El carruaje traqueteaba por las calles empedradas de Vassouras. Joao Henrique y Aaron estaban sorprendidos ante el cuidado aspecto de la ciudad. Las casas estaban pintadas de blanco, rosa, azul cielo o verde claro. En el extremo sur de la plaza principal, la Praça Barao de Campo Belo, se alzaba la iglesia de Nossa Senhora da Conceiçao, a la que se accedía por unos escalones de mármol. En el extremo occidental de la plaza estaba el majestuoso ayuntamiento, frente al que se encontraban la biblioteca y el cuartel de policía. La plaza estaba rodeada de palmeras y almendros, a la sombra de los cuales unos bancos de madera invitaban a descansar. Se veía a amas negras con niños blancos, grupos de viudas vestidas de negro que miraban con severidad a los jóvenes que pasaban, y senhores con gesto ocupado que parecían tener prisa.

– ¡Qué bonito! -exclamó Aaron.

– Sí, es cierto. -Los ojos de Pedro adquirieron un brillo de melancolía. ¿Cómo podía olvidar lo agradable y tranquila que era la ciudad? ¿Por qué había cambiado realmente aquella vida idílica por el laberinto de Río? Cuando en aquel momento un hombre que pasaba por la calle se tocó el sombrero y le saludó con una leve inclinación, recordó el porqué. Rubem Leite, el notario, le había reconocido al momento. Y todos los que se querían dar importancia le reconocerían también. Le adularían, le importunarían, le pedirían un préstamo o intentarían convencerle de absurdas transacciones económicas. A él, el joven señor de Boavista, que allí todavía era nhonhô. A él, cuyos primeros pasos vivieron todos, cuyos alaridos cuando perdió una vez a su ama no olvidaban y cuyas primeras andanzas juveniles seguían siendo objeto de burla.

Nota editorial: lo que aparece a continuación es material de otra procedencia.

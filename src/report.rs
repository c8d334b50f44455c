//! Missing-item report: checks a template's expectations against live
//! folder contents.
//!
//! Runs independently of the job state machine; it only needs a provider
//! and a template. Per-item lookup failures (absent folder, listing error)
//! are reported as missing rather than aborting the whole report.

use crate::error::Result;
use crate::model::{now_millis, ExpectedItem, ItemPriority, ScannedFile, SearchScope, Template};
use crate::provider::retry::with_retry;
use crate::provider::{walk_folder, ListOptions, RetryPolicy, StorageProvider};
use serde::Serialize;

const MILLIS_PER_DAY: i64 = 24 * 60 * 60 * 1000;

/// Files and criteria that supported a "found" verdict.
#[derive(Debug, Clone, Default, Serialize)]
pub struct Evidence {
    pub found_files: Vec<String>,
    pub matched_keywords: Vec<String>,
    pub matched_mime_types: Vec<String>,
}

/// One expected item's verdict.
#[derive(Debug, Clone, Serialize)]
pub struct ReportRow {
    pub expected_item_id: String,
    pub name: String,
    pub priority: ItemPriority,
    pub missing: bool,
    #[serde(skip_serializing_if = "Option::is_none")]
    pub evidence: Option<Evidence>,
    #[serde(skip_serializing_if = "Option::is_none")]
    pub reason: Option<String>,
}

/// Evaluate every expected item of `template` against the physical folder
/// `company_folder_id`, whose layout is assumed to mirror the template tree.
pub fn generate_report(
    provider: &dyn StorageProvider,
    retry: &RetryPolicy,
    template: &Template,
    company_folder_id: &str,
) -> Result<Vec<ReportRow>> {
    let now = now_millis();
    let mut rows = Vec::with_capacity(template.expected_items.len());
    for item in &template.expected_items {
        rows.push(evaluate_item(
            provider,
            retry,
            template,
            company_folder_id,
            item,
            now,
        ));
    }
    let missing = rows.iter().filter(|r| r.missing).count();
    tracing::info!(
        template = %template.name,
        expected = rows.len(),
        missing,
        "report generated"
    );
    Ok(rows)
}

fn evaluate_item(
    provider: &dyn StorageProvider,
    retry: &RetryPolicy,
    template: &Template,
    company_folder_id: &str,
    item: &ExpectedItem,
    now: i64,
) -> ReportRow {
    let missing = |reason: String| ReportRow {
        expected_item_id: item.id.clone(),
        name: item.name.clone(),
        priority: item.priority,
        missing: true,
        evidence: None,
        reason: Some(reason),
    };

    let Some(node) = crate::template::find_by_key(&template.folder_tree, &item.folder_key) else {
        return missing(format!("folder key {} not in template", item.folder_key));
    };
    // Relative path under the company folder: the node's path minus the
    // template root segment.
    let segments: Vec<&str> = node.path.split('/').skip(1).collect();

    let folder_id = match resolve_folder(provider, retry, company_folder_id, &segments) {
        Ok(Some(id)) => id,
        Ok(None) => return missing(format!("folder {} not present", node.path)),
        Err(err) => return missing(format!("folder lookup failed: {err}")),
    };

    let files = match list_scope(provider, retry, &folder_id, item.search_scope) {
        Ok(files) => files,
        Err(err) => return missing(format!("listing failed: {err}")),
    };

    let mut evidence = Evidence::default();
    let has_criteria = !item.keywords.is_empty() || !item.required_mime_types.is_empty();
    let mut matched: Vec<&ScannedFile> = Vec::new();
    for file in &files {
        let name_lower = file.name.to_lowercase();
        let keyword_hits: Vec<&String> = item
            .keywords
            .iter()
            .filter(|kw| name_lower.contains(&kw.to_lowercase()))
            .collect();
        let mime_hits: Vec<&String> = item
            .required_mime_types
            .iter()
            .filter(|req| file.mime_type == **req || file.mime_type.starts_with(req.as_str()))
            .collect();
        let is_match = if has_criteria {
            !keyword_hits.is_empty() || !mime_hits.is_empty()
        } else {
            true
        };
        if is_match {
            matched.push(file);
            for kw in keyword_hits {
                if !evidence.matched_keywords.contains(kw) {
                    evidence.matched_keywords.push(kw.clone());
                }
            }
            for mime in mime_hits {
                if !evidence.matched_mime_types.contains(mime) {
                    evidence.matched_mime_types.push(mime.clone());
                }
            }
        }
    }

    if matched.is_empty() {
        return missing("no matching file found".to_string());
    }

    if let Some(days) = item.recency_days {
        let cutoff = now - i64::from(days) * MILLIS_PER_DAY;
        let recent = matched
            .iter()
            .any(|file| file.modified_at.is_some_and(|ts| ts >= cutoff));
        if !recent {
            evidence.found_files = matched.iter().map(|f| f.name.clone()).collect();
            return ReportRow {
                expected_item_id: item.id.clone(),
                name: item.name.clone(),
                priority: item.priority,
                missing: true,
                evidence: Some(evidence),
                reason: Some(format!("no matching file modified within {days} days")),
            };
        }
    }

    evidence.found_files = matched.iter().map(|f| f.name.clone()).collect();
    ReportRow {
        expected_item_id: item.id.clone(),
        name: item.name.clone(),
        priority: item.priority,
        missing: false,
        evidence: Some(evidence),
        reason: None,
    }
}

/// Descend from `root_id` through named child folders. `Ok(None)` means a
/// segment was absent.
fn resolve_folder(
    provider: &dyn StorageProvider,
    retry: &RetryPolicy,
    root_id: &str,
    segments: &[&str],
) -> Result<Option<String>> {
    let mut current = root_id.to_string();
    for segment in segments {
        let mut page_token = None;
        let mut found = None;
        loop {
            let page = with_retry(retry, "list for report", || {
                provider.list_children(
                    &current,
                    &ListOptions {
                        include_trashed: false,
                        page_token: page_token.clone(),
                    },
                )
            })?;
            if let Some(folder) = page.folders.into_iter().find(|f| f.name == *segment) {
                found = Some(folder.id);
                break;
            }
            match page.next_page_token {
                Some(token) => page_token = Some(token),
                None => break,
            }
        }
        match found {
            Some(id) => current = id,
            None => return Ok(None),
        }
    }
    Ok(Some(current))
}

fn list_scope(
    provider: &dyn StorageProvider,
    retry: &RetryPolicy,
    folder_id: &str,
    scope: SearchScope,
) -> Result<Vec<ScannedFile>> {
    match scope {
        SearchScope::Subtree => Ok(walk_folder(provider, folder_id, retry)?.files),
        SearchScope::FolderOnly => {
            let mut files = Vec::new();
            let mut page_token = None;
            loop {
                let page = with_retry(retry, "list folder for report", || {
                    provider.list_children(
                        folder_id,
                        &ListOptions {
                            include_trashed: false,
                            page_token: page_token.clone(),
                        },
                    )
                })?;
                files.extend(page.files);
                match page.next_page_token {
                    Some(token) => page_token = Some(token),
                    None => break,
                }
            }
            Ok(files)
        }
    }
}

Creían conocer a Pedro da Silva, pero ahora era otro. En el anonimato de la gran ciudad no podía impresionar a nadie con su nombre, allí se valoraban otras cualidades. Aquí, en la provincia, nadie valoraría sus capacidades. Para los habitantes del valle sería siempre el hijo de Eduardo da Silva, un niño malcriado. ¡Cómo le molestaba esa memoria colectiva! Probablemente la viuda Fonseca seguiría el resto de su vida mirándole sorprendida por lo mucho que había crecido. Y seguro que su viejo maestro todavía se asombraría de que su pequeño Pedro, que cuando era un niño mostraba una aversión extrema a las asignaturas de letras, fuera hoy voluntariamente al teatro o tomara un libro entre sus manos.

El carruaje dejó atrás la ciudad. La calle empedrada pasó a ser un camino de tierra, y el coche rodaba ahora algo más silencioso tras los dos caballos. El sol brillaba en el cielo. En los campos se oía un leve zumbido, pero el viento de la marcha libraba a Pedro, Joao Henrique y Aaron de mosquitos, marihondos y otros insectos. Olía suavemente a la flor del café. El coche pasó junto a un grupo de esclavos que volvía de los campos. Llevaban cestas sobre la cabeza e iban cantando.

– ¡No llevan cadenas en los pies! -se sorprendió Aaron.

– ¡Pues claro que no! Con heridas en los tobillos no podrían trabajar.

– Pues yo pensaba…

– Sí -le interrumpió Pedro-, tú has leído muchos artículos de León. Aquí se trata bien a los esclavos. Muy pocos escaparían. Al fin y al cabo, no conocen la libertad y no sabrían qué hacer.

– ¿Entonces por qué están los periódicos llenos de anuncios en los que se busca a esclavos fugitivos?